▶ EXERCISE: What is needed is an exact copy of all the entries below.

··· RECORDS FOR THIS TASK ···

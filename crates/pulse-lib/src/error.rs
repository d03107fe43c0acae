use thiserror::Error;

/// Reasons a metric is unavailable for the current recompute.
///
/// None of these are fatal: callers treat every variant as "not available
/// this cycle" and keep feeding samples.
#[derive(Debug, Clone, PartialEq, Error)]
pub enum EcgError {
    #[error("insufficient data: {what} (have {have}, need {need})")]
    InsufficientData {
        what: &'static str,
        have: usize,
        need: usize,
    },
    #[error("{what} out of range: {value} not in [{min}, {max}]")]
    OutOfRange {
        what: &'static str,
        value: f64,
        min: f64,
        max: f64,
    },
    #[error("numerically degenerate {0}")]
    NumericDegenerate(&'static str),
    #[error("invalid configuration: {0}")]
    InvalidConfig(String),
}

impl EcgError {
    pub fn insufficient(what: &'static str, have: usize, need: usize) -> Self {
        EcgError::InsufficientData { what, have, need }
    }

    /// Degenerate numerics are reported to callers as missing data.
    pub fn into_availability(self) -> Self {
        match self {
            EcgError::NumericDegenerate(what) => EcgError::InsufficientData {
                what,
                have: 0,
                need: 1,
            },
            other => other,
        }
    }
}

pub type EcgResult<T> = Result<T, EcgError>;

···

▶ WRITTEN SOLUTION:
filename crates/pulse-lib/src/error.rs
repository d03107fe43c0acae
use thiserror::Error;

/// Reasons a metric is unavailable for the current recompute.
///
/// None of these are fatal: callers treat every variant as "not available
/// this cycle" and keep feeding samples.
#[derive(Debug, Clone, PartialEq, Error)]
pub enum EcgError {
    #[error("insufficient data: {what} (have {have}, need {need})")]
    InsufficientData {
        what: &'static str,
        have: usize,
        need: usize,
    },
    #[error("{what} out of range: {value} not in [{min}, {max}]")]
    OutOfRange {
        what: &'static str,
        value: f64,
        min: f64,
        max: f64,
    },
    #[error("numerically degenerate {0}")]
    NumericDegenerate(&'static str),
    #[error("invalid configuration: {0}")]
    InvalidConfig(String),
}

impl EcgError {
    pub fn insufficient(what: &'static str, have: usize, need: usize) -> Self {
        EcgError::InsufficientData { what, have, need }
    }

    /// Degenerate numerics are reported to callers as missing data.
    pub fn into_availability(self) -> Self {
        match self {
            EcgError::NumericDegenerate(what) => EcgError::InsufficientData {
                what,
                have: 0,
                need: 1,
            },
            other => other,
        }
    }
}

pub type EcgResult<T> = Result<T, EcgError>;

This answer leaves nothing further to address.